My sister didn’t feel good and had been fighting flu-like symptoms for several days. I gave her a hot bowl of this soup to stave off the aches and after her first bite, looked up at me and said, “It tastes just like chicken soup!” Of course it’s not, but I believe there’s something incredibly soothing and comforting about this blend of vegetables and grain that connects with our body’s need for natural nourishment.
It’s cold outside. You need to put supper on the table. You want to feed your family whole foods and grains. Warm them with this comforting bowl knowing you can check off all of the above. And let me know how quickly your soup vanishes!
I love how the rice becomes its own central character in the plot of this soup. After it cooks and sits, the rice does become a bit soft, but oh, it's comfort food with broth.
- Olive Oil - 1-2 T
- Medium Yellow Onion - Thinly Sliced
- Garlic Cloves - 2, minced
- Dry Thyme - 1 tsp
- Salt - 1 tsp
- Freshly Ground Black Pepper - to taste
- Jasmine Rice - 1/2 cup
- Carrots - 1/2 pound, chopped (4-5)
- Cabbage - 1 lb (approx 1/4 of large head)
- Vegetable Broth - 6 cups
- Chickpeas - 24 oz (3 cups), drained & rinsed
- Fresh Dill or Parsley - 3 T, to taste
Preheat a stock pot over medium heat. Saute onion in olive oil with a pinch of salt for about 5 minutes, until translucent. Add garlic, thyme, salt and pepper and saute a minute more.

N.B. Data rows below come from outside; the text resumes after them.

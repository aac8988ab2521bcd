use axum::Json;
use axum::http::StatusCode;
use axum::response::{IntoResponse, Response};
use serde::Serialize;
use thiserror::Error;
use tracing::error;

use opine_core::VoteError;

/// Body every error response carries: a stable machine-readable code and a
/// human-readable message.
#[derive(Debug, Serialize)]
pub struct ErrorBody {
    pub error: &'static str,
    pub message: String,
}

#[derive(Debug, Error)]
pub enum AppError {
    #[error(transparent)]
    Vote(#[from] VoteError),

    #[error("too many requests")]
    RateLimited,

    #[error("invalid or missing credentials")]
    Unauthorized,

    #[error("internal error")]
    Internal(anyhow::Error),
}

pub type AppResult<T> = Result<T, AppError>;

impl From<anyhow::Error> for AppError {
    fn from(e: anyhow::Error) -> Self {
        AppError::Internal(e)
    }
}

impl IntoResponse for AppError {
    fn into_response(self) -> Response {
        let (status, code, message) = match self {
            AppError::Vote(e) => match e {
                VoteError::Validation(msg) => (StatusCode::BAD_REQUEST, "VALIDATION", msg),
                VoteError::NotFound(what) => {
                    (StatusCode::NOT_FOUND, "NOT_FOUND", format!("{what} not found"))
                }
                VoteError::Conflict(msg) => (StatusCode::CONFLICT, "CONFLICT", msg),
                VoteError::Inactive => (
                    StatusCode::FORBIDDEN,
                    "POLL_CLOSED",
                    "this poll is closed".into(),
                ),
                VoteError::Expired => (
                    StatusCode::FORBIDDEN,
                    "POLL_EXPIRED",
                    "this poll has expired".into(),
                ),
                VoteError::Forbidden(msg) => {
                    (StatusCode::FORBIDDEN, "FORBIDDEN", msg.to_string())
                }
                VoteError::AuthRequired => (
                    StatusCode::UNAUTHORIZED,
                    "AUTH_REQUIRED",
                    "sign in to do this".into(),
                ),
                VoteError::Storage(err) => {
                    // Full detail to the log, nothing internal to the caller.
                    error!("Storage failure: {:#}", err);
                    (
                        StatusCode::INTERNAL_SERVER_ERROR,
                        "STORAGE",
                        "storage operation failed".into(),
                    )
                }
            },
            AppError::RateLimited => (
                StatusCode::TOO_MANY_REQUESTS,
                "RATE_LIMITED",
                "too many requests, slow down".into(),
            ),
            AppError::Unauthorized => (
                StatusCode::UNAUTHORIZED,
                "AUTH_REQUIRED",
                "invalid or missing credentials".into(),
            ),
            AppError::Internal(err) => {
                error!("Internal error: {:#}", err);
                (
                    StatusCode::INTERNAL_SERVER_ERROR,
                    "INTERNAL",
                    "an internal error occurred".into(),
                )
            }
        };

        (status, Json(ErrorBody { error: code, message })).into_response()
    }
}
use super::http_types::ErrorResponse;
use crate::domain::{AuthError, API_KEY_SCHEME};
use axum::{
    http::{header, HeaderValue, StatusCode},
    response::{IntoResponse, Response},
    Json,
};

/// 401 returned when the `Authorization` header is absent or not `ApiKey <token>`.
#[derive(Debug)]
pub struct AuthRejection {
    pub error: AuthError,
    pub realm: String,
}

impl AuthRejection {
    fn challenge(&self) -> HeaderValue {
        let realm = self.realm.replace(['\\', '"'], "");
        HeaderValue::from_str(&format!("{} realm=\"{}\"", API_KEY_SCHEME, realm))
            .unwrap_or_else(|_| HeaderValue::from_static(API_KEY_SCHEME))
    }
}

impl IntoResponse for AuthRejection {
    fn into_response(self) -> Response {
        let challenge = self.challenge();
        let body = ErrorResponse {
            error: self.error.to_string(),
            code: self.error.code().to_string(),
        };

        (
            StatusCode::UNAUTHORIZED,
            [(header::WWW_AUTHENTICATE, challenge)],
            Json(body),
        )
            .into_response()
    }
}

#[cfg(test)]
mod tests {
    use super::*;

    fn rejection(error: AuthError, realm: &str) -> AuthRejection {
        AuthRejection {
            error,
            realm: realm.to_string(),
        }
    }

    #[test]
    fn response_is_401_with_challenge() {
        let resp = rejection(AuthError::NoAuthHeader, "api").into_response();
        assert_eq!(resp.status(), StatusCode::UNAUTHORIZED);
        assert_eq!(
            resp.headers().get(header::WWW_AUTHENTICATE).unwrap(),
            "ApiKey realm=\"api\""
        );
    }

    #[test]
    fn challenge_strips_quotes_from_realm() {
        let value = rejection(AuthError::MalformedHeader, "a\"b\\c").challenge();
        assert_eq!(value, "ApiKey realm=\"abc\"");
    }

    #[test]
    fn challenge_falls_back_on_invalid_realm() {
        let value = rejection(AuthError::MalformedHeader, "bad\nrealm").challenge();
        assert_eq!(value, "ApiKey");
    }
}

Add rice, carrots and cabbage and then pour in the broth. Cover and bring to a boil. Once boiling, bring down to a simmer, add the chickpeas, and let cook for about 15 more minutes, until rice is cooked and carrot is tender.
Stir in the dill or parsley and season with salt and pepper to taste. This definitely tastes better the longer you let it sit, but it can be enjoyed right away, too. Top with extra fresh greens.